Record excerpts:
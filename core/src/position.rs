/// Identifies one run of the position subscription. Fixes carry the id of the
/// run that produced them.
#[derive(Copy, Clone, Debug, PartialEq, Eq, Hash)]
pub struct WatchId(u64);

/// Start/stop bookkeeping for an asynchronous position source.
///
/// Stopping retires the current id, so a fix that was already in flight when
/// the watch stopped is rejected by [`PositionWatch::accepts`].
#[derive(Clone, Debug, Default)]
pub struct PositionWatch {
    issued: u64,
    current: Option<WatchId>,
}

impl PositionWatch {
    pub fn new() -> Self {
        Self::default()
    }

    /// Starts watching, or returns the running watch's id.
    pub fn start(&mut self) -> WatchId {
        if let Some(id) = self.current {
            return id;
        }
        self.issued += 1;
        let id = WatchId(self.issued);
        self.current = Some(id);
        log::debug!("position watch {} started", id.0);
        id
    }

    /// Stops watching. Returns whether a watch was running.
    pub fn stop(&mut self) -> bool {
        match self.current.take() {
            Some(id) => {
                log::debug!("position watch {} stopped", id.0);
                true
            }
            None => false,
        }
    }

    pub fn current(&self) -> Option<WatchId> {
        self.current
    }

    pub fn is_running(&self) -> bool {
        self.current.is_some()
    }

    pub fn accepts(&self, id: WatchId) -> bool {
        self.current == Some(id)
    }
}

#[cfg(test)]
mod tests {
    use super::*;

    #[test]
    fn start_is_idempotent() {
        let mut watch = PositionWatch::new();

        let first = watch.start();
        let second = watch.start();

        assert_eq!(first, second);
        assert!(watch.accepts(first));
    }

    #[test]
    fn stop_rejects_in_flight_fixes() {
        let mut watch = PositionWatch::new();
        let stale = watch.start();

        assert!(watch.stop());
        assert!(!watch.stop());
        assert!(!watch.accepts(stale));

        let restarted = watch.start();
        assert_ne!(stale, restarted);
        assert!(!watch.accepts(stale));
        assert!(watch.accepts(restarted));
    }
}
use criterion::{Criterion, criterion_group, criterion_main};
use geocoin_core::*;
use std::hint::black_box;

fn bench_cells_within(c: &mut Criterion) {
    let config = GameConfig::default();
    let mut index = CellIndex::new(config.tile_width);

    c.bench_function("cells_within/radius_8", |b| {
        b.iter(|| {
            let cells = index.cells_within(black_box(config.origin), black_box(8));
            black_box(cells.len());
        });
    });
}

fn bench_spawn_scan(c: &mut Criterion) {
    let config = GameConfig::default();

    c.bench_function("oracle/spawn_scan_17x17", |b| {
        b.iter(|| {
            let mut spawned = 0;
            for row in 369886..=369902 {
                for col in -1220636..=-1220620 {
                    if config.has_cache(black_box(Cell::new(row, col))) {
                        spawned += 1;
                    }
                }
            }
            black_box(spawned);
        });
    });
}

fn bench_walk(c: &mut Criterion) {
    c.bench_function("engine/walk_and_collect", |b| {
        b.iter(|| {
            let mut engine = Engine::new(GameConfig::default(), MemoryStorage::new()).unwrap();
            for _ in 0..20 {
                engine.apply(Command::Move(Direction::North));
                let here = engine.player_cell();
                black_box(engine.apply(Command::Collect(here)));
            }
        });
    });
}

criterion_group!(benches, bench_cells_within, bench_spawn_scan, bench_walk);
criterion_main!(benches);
* * *
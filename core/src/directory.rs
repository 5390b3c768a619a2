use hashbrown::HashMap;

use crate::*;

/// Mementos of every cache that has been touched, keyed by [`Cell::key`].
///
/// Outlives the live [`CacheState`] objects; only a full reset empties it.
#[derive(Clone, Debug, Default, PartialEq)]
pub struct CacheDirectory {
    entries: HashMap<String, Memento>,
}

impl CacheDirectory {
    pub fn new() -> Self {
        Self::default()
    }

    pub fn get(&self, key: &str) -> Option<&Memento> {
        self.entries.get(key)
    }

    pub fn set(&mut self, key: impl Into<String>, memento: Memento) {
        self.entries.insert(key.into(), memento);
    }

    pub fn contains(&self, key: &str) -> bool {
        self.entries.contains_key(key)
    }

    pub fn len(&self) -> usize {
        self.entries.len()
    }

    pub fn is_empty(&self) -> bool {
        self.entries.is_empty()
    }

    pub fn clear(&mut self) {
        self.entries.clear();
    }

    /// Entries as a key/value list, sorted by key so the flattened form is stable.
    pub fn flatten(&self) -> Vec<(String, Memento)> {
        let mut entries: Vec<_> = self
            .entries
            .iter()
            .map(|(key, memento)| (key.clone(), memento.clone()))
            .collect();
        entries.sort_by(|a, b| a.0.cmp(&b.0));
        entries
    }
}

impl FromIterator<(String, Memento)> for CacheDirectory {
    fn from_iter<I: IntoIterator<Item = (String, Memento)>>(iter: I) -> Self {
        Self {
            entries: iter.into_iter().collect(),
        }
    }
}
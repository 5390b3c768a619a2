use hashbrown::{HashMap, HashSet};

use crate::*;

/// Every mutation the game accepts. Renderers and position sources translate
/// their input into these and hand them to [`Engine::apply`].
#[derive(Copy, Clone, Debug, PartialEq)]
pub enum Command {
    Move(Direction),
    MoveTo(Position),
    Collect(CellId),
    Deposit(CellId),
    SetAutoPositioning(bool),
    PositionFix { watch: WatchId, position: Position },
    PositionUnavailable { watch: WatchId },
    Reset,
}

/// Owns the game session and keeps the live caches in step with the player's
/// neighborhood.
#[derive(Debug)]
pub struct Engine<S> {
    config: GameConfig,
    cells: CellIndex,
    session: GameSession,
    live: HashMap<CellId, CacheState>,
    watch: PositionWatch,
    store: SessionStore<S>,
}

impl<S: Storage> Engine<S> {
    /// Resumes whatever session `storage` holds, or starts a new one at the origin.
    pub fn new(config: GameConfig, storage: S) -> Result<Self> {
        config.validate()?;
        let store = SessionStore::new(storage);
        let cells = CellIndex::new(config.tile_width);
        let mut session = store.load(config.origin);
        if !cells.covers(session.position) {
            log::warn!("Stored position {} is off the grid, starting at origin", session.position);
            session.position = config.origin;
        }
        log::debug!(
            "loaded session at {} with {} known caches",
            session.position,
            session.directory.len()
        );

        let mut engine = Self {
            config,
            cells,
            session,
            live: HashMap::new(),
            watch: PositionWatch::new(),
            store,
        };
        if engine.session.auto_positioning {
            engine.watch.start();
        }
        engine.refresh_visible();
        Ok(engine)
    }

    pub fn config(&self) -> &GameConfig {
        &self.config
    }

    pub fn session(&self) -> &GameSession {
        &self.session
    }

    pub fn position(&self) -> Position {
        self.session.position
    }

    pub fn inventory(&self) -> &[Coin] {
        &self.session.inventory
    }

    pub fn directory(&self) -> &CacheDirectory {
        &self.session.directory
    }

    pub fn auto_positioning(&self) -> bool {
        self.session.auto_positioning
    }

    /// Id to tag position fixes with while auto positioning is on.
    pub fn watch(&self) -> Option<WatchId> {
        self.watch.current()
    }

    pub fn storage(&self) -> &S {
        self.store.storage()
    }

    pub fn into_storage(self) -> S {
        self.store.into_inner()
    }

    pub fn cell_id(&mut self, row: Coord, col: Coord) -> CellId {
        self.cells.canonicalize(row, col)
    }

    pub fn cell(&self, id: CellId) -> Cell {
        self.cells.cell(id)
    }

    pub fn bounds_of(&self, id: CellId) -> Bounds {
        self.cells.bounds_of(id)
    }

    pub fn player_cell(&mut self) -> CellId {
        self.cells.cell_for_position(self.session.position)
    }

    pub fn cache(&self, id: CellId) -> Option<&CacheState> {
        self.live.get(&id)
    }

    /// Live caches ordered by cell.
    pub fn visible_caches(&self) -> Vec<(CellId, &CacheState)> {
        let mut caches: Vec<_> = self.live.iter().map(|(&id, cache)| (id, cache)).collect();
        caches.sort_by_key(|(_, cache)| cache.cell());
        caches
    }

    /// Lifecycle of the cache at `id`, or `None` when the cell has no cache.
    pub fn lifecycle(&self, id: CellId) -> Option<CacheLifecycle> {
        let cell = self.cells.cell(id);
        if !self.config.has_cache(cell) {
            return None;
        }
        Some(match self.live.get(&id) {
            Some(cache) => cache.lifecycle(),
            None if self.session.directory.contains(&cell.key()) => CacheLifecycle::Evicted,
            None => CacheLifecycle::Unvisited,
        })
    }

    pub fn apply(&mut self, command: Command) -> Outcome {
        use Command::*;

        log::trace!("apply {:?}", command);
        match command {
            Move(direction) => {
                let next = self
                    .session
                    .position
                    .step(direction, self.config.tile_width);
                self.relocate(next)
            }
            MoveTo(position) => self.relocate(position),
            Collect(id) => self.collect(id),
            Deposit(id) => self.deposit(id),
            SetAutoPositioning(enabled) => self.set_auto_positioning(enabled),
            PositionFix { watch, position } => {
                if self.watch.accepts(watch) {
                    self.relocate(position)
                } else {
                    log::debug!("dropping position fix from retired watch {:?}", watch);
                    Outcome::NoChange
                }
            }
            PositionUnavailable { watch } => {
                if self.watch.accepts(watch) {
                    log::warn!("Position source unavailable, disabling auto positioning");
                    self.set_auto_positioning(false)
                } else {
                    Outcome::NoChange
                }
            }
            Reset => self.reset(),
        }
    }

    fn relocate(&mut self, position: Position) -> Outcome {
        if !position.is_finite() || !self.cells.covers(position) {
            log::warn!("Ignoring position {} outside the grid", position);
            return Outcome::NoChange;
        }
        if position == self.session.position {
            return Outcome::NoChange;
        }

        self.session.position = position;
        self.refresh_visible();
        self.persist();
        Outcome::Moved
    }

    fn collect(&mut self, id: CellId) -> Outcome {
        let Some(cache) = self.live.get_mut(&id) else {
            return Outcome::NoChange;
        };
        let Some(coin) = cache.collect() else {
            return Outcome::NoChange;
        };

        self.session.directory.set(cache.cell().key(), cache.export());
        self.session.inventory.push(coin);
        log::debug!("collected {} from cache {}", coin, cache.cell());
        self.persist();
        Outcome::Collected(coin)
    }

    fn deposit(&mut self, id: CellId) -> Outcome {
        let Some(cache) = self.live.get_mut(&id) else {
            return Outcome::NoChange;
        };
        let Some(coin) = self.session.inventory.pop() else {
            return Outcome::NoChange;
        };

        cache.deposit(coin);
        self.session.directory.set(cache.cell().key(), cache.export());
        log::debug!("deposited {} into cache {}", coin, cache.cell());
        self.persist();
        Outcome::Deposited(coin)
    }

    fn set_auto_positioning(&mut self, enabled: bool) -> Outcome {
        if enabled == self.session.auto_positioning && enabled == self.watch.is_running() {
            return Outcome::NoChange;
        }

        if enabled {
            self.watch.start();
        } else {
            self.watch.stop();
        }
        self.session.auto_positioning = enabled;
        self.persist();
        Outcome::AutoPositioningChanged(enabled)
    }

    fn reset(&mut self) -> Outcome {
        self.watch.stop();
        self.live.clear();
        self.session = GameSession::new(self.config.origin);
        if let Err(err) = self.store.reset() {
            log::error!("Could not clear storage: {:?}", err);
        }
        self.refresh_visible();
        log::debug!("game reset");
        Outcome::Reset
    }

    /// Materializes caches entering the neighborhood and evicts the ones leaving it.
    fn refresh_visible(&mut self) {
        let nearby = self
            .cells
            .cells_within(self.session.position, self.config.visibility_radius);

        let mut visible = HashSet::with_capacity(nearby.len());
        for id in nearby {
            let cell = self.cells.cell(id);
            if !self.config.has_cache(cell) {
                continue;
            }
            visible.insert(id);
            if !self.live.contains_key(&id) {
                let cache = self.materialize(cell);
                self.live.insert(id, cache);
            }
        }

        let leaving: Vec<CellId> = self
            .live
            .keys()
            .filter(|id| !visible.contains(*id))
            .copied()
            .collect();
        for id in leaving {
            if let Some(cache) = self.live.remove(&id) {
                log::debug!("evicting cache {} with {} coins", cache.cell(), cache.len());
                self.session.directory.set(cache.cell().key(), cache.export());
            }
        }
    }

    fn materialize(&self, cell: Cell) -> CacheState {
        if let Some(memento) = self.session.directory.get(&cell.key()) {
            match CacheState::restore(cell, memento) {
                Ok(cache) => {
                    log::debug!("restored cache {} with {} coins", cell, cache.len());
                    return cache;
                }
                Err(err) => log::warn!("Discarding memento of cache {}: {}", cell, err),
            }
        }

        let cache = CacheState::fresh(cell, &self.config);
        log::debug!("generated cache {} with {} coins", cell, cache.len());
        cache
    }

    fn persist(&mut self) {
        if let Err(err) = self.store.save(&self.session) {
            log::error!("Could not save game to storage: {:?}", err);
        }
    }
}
==
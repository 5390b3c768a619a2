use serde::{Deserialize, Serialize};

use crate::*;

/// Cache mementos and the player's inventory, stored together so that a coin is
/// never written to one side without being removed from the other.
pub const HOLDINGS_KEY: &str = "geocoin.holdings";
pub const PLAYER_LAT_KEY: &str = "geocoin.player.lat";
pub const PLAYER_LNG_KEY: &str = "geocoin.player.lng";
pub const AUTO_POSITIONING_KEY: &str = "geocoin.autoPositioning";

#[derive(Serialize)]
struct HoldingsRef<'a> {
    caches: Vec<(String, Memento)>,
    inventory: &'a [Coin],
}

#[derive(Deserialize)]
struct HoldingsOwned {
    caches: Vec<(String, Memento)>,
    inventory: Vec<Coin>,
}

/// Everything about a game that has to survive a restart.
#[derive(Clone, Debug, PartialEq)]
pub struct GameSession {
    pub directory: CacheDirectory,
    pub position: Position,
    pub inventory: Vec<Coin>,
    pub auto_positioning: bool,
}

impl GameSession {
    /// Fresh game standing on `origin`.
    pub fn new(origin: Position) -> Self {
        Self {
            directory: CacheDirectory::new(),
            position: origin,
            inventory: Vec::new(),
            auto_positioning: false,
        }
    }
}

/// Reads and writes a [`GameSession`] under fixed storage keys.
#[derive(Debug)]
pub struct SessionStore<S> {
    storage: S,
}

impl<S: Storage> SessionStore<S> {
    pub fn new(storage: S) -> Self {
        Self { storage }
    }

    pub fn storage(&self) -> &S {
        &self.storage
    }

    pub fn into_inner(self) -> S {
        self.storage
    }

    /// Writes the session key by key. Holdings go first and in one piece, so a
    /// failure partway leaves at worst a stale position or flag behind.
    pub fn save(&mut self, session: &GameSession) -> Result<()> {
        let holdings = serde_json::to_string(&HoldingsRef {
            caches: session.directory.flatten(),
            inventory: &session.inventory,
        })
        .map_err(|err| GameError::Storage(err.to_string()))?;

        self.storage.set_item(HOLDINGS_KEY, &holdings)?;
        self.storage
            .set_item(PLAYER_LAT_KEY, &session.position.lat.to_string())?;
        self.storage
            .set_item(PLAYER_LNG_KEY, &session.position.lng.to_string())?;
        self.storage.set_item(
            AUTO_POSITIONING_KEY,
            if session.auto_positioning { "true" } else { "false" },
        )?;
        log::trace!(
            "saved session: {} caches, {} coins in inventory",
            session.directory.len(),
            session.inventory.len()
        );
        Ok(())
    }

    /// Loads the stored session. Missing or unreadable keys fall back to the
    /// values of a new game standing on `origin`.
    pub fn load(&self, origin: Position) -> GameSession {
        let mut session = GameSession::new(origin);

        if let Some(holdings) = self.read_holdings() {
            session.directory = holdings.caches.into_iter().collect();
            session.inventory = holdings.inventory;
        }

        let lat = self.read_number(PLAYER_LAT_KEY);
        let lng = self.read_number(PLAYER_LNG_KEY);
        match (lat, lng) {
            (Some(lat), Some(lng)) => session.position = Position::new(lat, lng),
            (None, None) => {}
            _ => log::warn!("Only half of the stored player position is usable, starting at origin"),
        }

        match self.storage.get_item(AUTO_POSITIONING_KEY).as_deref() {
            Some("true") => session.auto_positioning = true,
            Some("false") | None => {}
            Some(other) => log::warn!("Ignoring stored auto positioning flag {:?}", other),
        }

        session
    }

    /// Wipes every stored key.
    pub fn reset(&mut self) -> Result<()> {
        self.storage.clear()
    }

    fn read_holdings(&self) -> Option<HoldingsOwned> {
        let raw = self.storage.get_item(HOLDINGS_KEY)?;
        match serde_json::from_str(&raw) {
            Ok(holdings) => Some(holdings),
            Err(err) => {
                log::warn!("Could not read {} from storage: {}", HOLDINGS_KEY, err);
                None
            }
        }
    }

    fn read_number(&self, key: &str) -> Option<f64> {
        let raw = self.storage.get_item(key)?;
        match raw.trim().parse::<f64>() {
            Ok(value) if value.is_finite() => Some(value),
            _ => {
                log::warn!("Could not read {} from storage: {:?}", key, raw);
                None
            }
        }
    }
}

Problem details:
State only the number of lines above that contain the word "grid".

Task answer:
2